Kristian Aune
Kristian Aune
Head of Customer Success, Vespa.ai

Vespa Newsletter, August 2024

In the previous update, we mentioned RAG in Vespa, cheaper vector search, fuzzy search with prefix match, distance calculation performance improvements, and new Pyvespa features. Today, we’re excited to share the following updates:

  • Pyvespa improvements
  • Vespa CLI improvements
  • Performance: Improved multi-threading performance with text matching
  • New Vespa features: Chinese segmentation, improved English stemming, and new ranking features.

Pyvespa improvements

ColPali is a method that will transform search and RAG for visual documents, such as PDFs (typically containing figures and tables). Our very own @jobergum demonstrated how to use ColPali with Vespa in the Vespa 🤝 ColPali: Efficient Document Retrieval with Vision Language Models notebook - also see the blog post on PDF Retrieval with Vision Language Models.

Features and fixes:

  • Support for deploying applications to Vespa Cloud production with Pyvespa. Use deploy_to_prod to start deployment of a new application package revision (typically automatically triggered by a build job) to Vespa Cloud. You can also use check_production_build_status for deployment tracking.

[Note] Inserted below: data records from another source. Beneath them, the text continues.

use crate::bus::types::Bus;
use crate::config::config::AppCfg;
use crate::core::types::{Actor, Outcome, Side, Trade};
use anyhow::Result;
use futures_util::{Sink, SinkExt, StreamExt};
use serde_json::Value;
use std::time::{Duration, Instant};
use thiserror::Error;
use tokio_tungstenite::{connect_async, tungstenite::protocol::Message};
use tokio_util::sync::CancellationToken;
use tracing::{debug, info, warn};

const CONNECT_TIMEOUT: Duration = Duration::from_secs(10);
/// Reconnect after this much silence; any inbound frame resets the timer.
const IDLE_TIMEOUT: Duration = Duration::from_secs(30);
/// How long to wait for a subscription ack before assuming we are live.
const SUBSCRIBE_GRACE: Duration = Duration::from_secs(5);
/// The CLOB market channel expects a text PING at least every ~10s.
const PING_INTERVAL: Duration = Duration::from_secs(10);
const BACKOFF_BASE: Duration = Duration::from_secs(1);
const BACKOFF_MAX: Duration = Duration::from_secs(60);
/// A session that streams at least this long resets the backoff counter.
const SUSTAINED_STREAMING: Duration = Duration::from_secs(60);

#[derive(Debug, Error)]
pub enum StreamError {
    #[error("connection failed: {0}")]
    Connection(String),
    #[error("connect timeout")]
    ConnectTimeout,
    #[error("subscribe failed: {0}")]
    Subscribe(String),
    #[error("websocket error: {0}")]
    WebSocket(String),
    #[error("idle timeout")]
    IdleTimeout,
    #[error("stream ended")]
    StreamEnded,
}

#[derive(Clone, Copy, Debug, PartialEq, Eq)]
pub enum StreamState {
    Disconnected = 0,
    Connecting = 1,
    Subscribing = 2,
    Streaming = 3,
    Backoff = 4,
}

/// Maintains the upstream CLOB websocket subscription: connect, subscribe,
/// stream, and self-heal with exponential backoff. Parsed trades are
/// published to the bus in arrival order; the reader never blocks on
/// downstream work.
pub struct StreamActor {
    pub bus: Bus,
    pub cfg: AppCfg,
    pub asset_ids: Vec<String>,
    pub shutdown: CancellationToken,
}

impl StreamActor {
    pub fn new(
        bus: Bus,
        cfg: AppCfg,
        asset_ids: Vec<String>,
        shutdown: CancellationToken,
    ) -> StreamActor {
        Self {
            bus,
            cfg,
            asset_ids,
            shutdown,
        }
    }

    /// The subscription frame enumerating every asset id. Same ordered input,
    /// same bytes, so resubscription after a reconnect is identical.
    fn subscribe_frame(&self) -> String {
        serde_json::json!({
            "type": "subscribe",
            "assets_ids": self.asset_ids,
        })
        .to_string()
    }

    fn transition(&self, state: StreamState) {
        debug!(?state, "stream state");
        metrics::gauge!("polywatch_stream_state").set(state as u8 as f64);
    }

    /// One websocket session: connect, subscribe, stream until an error or
    /// shutdown. `streamed_since` reports when (if ever) the session reached
    /// `Streaming`, which drives the backoff reset.
    async fn run_session(&self, streamed_since: &mut Option<Instant>) -> Result<(), StreamError> {
        self.transition(StreamState::Connecting);

        let connect = tokio::time::timeout(CONNECT_TIMEOUT, connect_async(&self.cfg.poly_ws_url));
        let ws_stream = tokio::select! {
            res = connect => match res {
                Ok(Ok((stream, _response))) => stream,
                Ok(Err(e)) => return Err(StreamError::Connection(e.to_string())),
                Err(_) => return Err(StreamError::ConnectTimeout),
            },
            _ = self.shutdown.cancelled() => return Ok(()),
        };
        info!(assets = self.asset_ids.len(), "Connected to CLOB websocket");

        let (mut write, mut read) = ws_stream.split();

        self.transition(StreamState::Subscribing);
        write
            .send(Message::Text(self.subscribe_frame().into()))
            .await
            .map_err(|e| StreamError::Subscribe(e.to_string()))?;

        // The first inbound frame (often the subscription ack or a book
        // snapshot) confirms the channel; absent one, go live after the grace.
        let grace = tokio::time::sleep(SUBSCRIBE_GRACE);
        tokio::pin!(grace);
        let mut first_frame = None;
        tokio::select! {
            _ = &mut grace => {}
            msg = read.next() => match msg {
                Some(Ok(m)) => first_frame = Some(m),
                Some(Err(e)) => return Err(StreamError::WebSocket(e.to_string())),
                None => return Err(StreamError::StreamEnded),
            },
            _ = self.shutdown.cancelled() => return Ok(()),
        }

        self.transition(StreamState::Streaming);
        *streamed_since = Some(Instant::now());

        if let Some(msg) = first_frame {
            self.handle_frame(msg, &mut write).await?;
        }

        let idle = tokio::time::sleep(IDLE_TIMEOUT);
        tokio::pin!(idle);
        let mut ping_timer = tokio::time::interval(PING_INTERVAL);
        ping_timer.tick().await; // skip the immediate tick

        loop {
            tokio::select! {
                _ = self.shutdown.cancelled() => {
                    let _ = write.send(Message::Close(None)).await;
                    return Ok(());
                }
                _ = &mut idle => return Err(StreamError::IdleTimeout),
                _ = ping_timer.tick() => {
                    write
                        .send(Message::Text("PING".into()))
                        .await
                        .map_err(|e| StreamError::WebSocket(e.to_string()))?;
                }
                msg = read.next() => match msg {
                    Some(Ok(m)) => {
                        // any non-empty frame is a heartbeat
                        idle.as_mut().reset(tokio::time::Instant::now() + IDLE_TIMEOUT);
                        self.handle_frame(m, &mut write).await?;
                    }
                    Some(Err(e)) => return Err(StreamError::WebSocket(e.to_string())),
                    None => return Err(StreamError::StreamEnded),
                },
            }
        }
    }

    async fn handle_frame<S>(&self, msg: Message, write: &mut S) -> Result<(), StreamError>
    where
        S: Sink<Message> + Unpin,
        S::Error: std::fmt::Display,
    {
        match msg {
            Message::Text(text) => {
                if text.as_str() == "PONG" {
                    return Ok(());
                }
                self.handle_text(text.as_str()).await;
            }
            Message::Ping(payload) => {
                write
                    .send(Message::Pong(payload))
                    .await
                    .map_err(|e| StreamError::WebSocket(e.to_string()))?;
            }
            Message::Close(frame) => {
                warn!("Server closed the stream: {:?}", frame);
                return Err(StreamError::StreamEnded);
            }
            _ => {}
        }
        Ok(())
    }

    /// Parse one text frame. Malformed frames are counted and skipped; a bad
    /// payload never costs us the connection.
    async fn handle_text(&self, text: &str) {
        let value: Value = match serde_json::from_str(text) {
            Ok(v) => v,
            Err(e) => {
                metrics::counter!("polywatch_frames_malformed_total").increment(1);
                debug!("Skipping non-JSON frame: {e}");
                return;
            }
        };

        // the market channel batches events into arrays under load
        if let Some(events) = value.as_array() {
            for event in events {
                self.handle_event(event).await;
            }
        } else {
            self.handle_event(&value).await;
        }
    }

    async fn handle_event(&self, event: &Value) {
        let event_type = event
            .get("event_type")
            .and_then(Value::as_str)
            .unwrap_or("");

        match event_type {
            "trade" => match parse_trade(event) {
                Some(trade) => {
                    metrics::counter!("polywatch_trades_received_total").increment(1);
                    if let Err(e) = self.bus.trades.publish(trade).await {
                        warn!("Failed to publish trade: {e}");
                    }
                }
                None => {
                    metrics::counter!("polywatch_frames_malformed_total").increment(1);
                    warn!("Trade frame with missing or invalid fields");
                }
            },
            // book churn from the same channel; not our concern
            "book" | "price_change" | "tick_size_change" | "last_trade_price" => {}
            "" => debug!("Frame without event_type (subscription ack)"),
            other => debug!("Ignoring event type {other}"),
        }
    }
}

fn backoff_delay(attempt: u32) -> Duration {
    let exp = BACKOFF_BASE.saturating_mul(2u32.saturating_pow(attempt.min(16)));
    exp.min(BACKOFF_MAX)
}

fn json_f64(value: &Value) -> Option<f64> {
    value
        .as_f64()
        .or_else(|| value.as_str().and_then(|s| s.parse().ok()))
}

fn json_i64(value: &Value) -> Option<i64> {
    value
        .as_i64()
        .or_else(|| value.as_str().and_then(|s| s.parse().ok()))
}

/// Extract a normalized `Trade` from a trade event. Numeric fields arrive as
/// strings on this feed; accept either form.
fn parse_trade(event: &Value) -> Option<Trade> {
    let asset_id = event.get("asset_id")?.as_str()?.to_string();
    let side = Side::parse(event.get("side")?.as_str()?)?;
    let outcome = Outcome::parse(event.get("outcome")?.as_str()?)?;
    let price = json_f64(event.get("price")?)?;
    let size = json_f64(event.get("size")?)?;
    let wallet = event.get("taker_address")?.as_str()?.to_lowercase();
    let timestamp_ms = json_i64(event.get("timestamp")?)?;
    let trade_id = match event.get("id")? {
        Value::String(s) => s.clone(),
        Value::Number(n) => n.to_string(),
        _ => return None,
    };

    if !(0.0..=1.0).contains(&price) || size < 0.0 {
        return None;
    }

    Some(Trade {
        asset_id,
        side,
        outcome,
        price,
        size,
        wallet,
        timestamp_ms,
        trade_id,
    })
}

#[async_trait::async_trait]
impl Actor for StreamActor {
    async fn run(self) -> Result<()> {
        info!("StreamActor started");
        self.transition(StreamState::Disconnected);

        let mut attempt: u32 = 0;
        loop {
            if self.shutdown.is_cancelled() {
                break;
            }

            let mut streamed_since = None;
            match self.run_session(&mut streamed_since).await {
                Ok(()) => break, // shutdown observed inside the session
                Err(e) => {
                    self.transition(StreamState::Backoff);
                    metrics::counter!("polywatch_stream_reconnects_total").increment(1);

                    if streamed_since.is_some_and(|t| t.elapsed() >= SUSTAINED_STREAMING) {
                        attempt = 0;
                    }
                    let delay = backoff_delay(attempt);
                    attempt = attempt.saturating_add(1);
                    warn!(
                        "Stream session failed: {e}; reconnecting in {:?} (attempt {attempt})",
                        delay
                    );

                    if self.cfg.max_reconnect_attempts > 0
                        && attempt > self.cfg.max_reconnect_attempts
                    {
                        anyhow::bail!(
                            "reconnect budget exhausted after {} attempts",
                            self.cfg.max_reconnect_attempts
                        );
                    }

                    tokio::select! {
                        _ = tokio::time::sleep(delay) => {}
                        _ = self.shutdown.cancelled() => break,
                    }
                }
            }
        }

        self.transition(StreamState::Disconnected);
        info!("StreamActor stopped cleanly");
        Ok(())
    }
}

  • Key/cert-generation for mTLS-auth is now generated using Vespa CLI. This reduces the discrepancy in the authentication method between Pyvespa and Vespa CLI. This was previously done separately in Pyvespa, which could cause certificate mismatches in some cases.

  • Interactive control-plane auth. By adopting interactive auth (opening auth link in browser) from Vespa CLI, it is now a lot easier to interact with Vespa Cloud from Python. Check out the updated Quickstart on Vespa Cloud-notebook, also see authenticating-to-vespa-cloud.

  • Switch the VespaAsync HTTP-client to use httpx[http2]. As Vespa supports HTTP/2, this enables the Async Pyvespa client to multiplex HTTP requests over a single connection.

  • app.feed_async_iterable(), with a similar signature as the sync feed_iterable(), using the async client. The feed_async_iterable typically performs better (while using less resources) than its synchronous counterpart, especially in cases where network latency is larger. For details, check out this notebook.

  • Bugfix: Pyvespa version 0.45 had a bug that resulted in ImportError: No module named termios for Windows users. This is now fixed. Note that interactive login is not yet supported on Windows. We have also implemented a cross-platform matrix for unit tests, to catch platform-dependent errors earlier in the future.

For those interested in full release details, check out github.com/vespa-engine/pyvespa/releases. We also encourage the community to keep creating issues, whether it is enhancements or bug fixes / other ideas. We would also like to thank the following external contributors for contributing since the last newsletter - you rock!

Vespa CLI improvements

  • vespa log now supports self-hosted Vespa instances (from Vespa 8.359).
  • vespa deploy now detects and warns if the certificate added to the application package does not match the configured application key pair.
  • vespa deploy now supports a .vespaignore file which allows excluding unwanted files from the deployed application package. See the documentation for more details.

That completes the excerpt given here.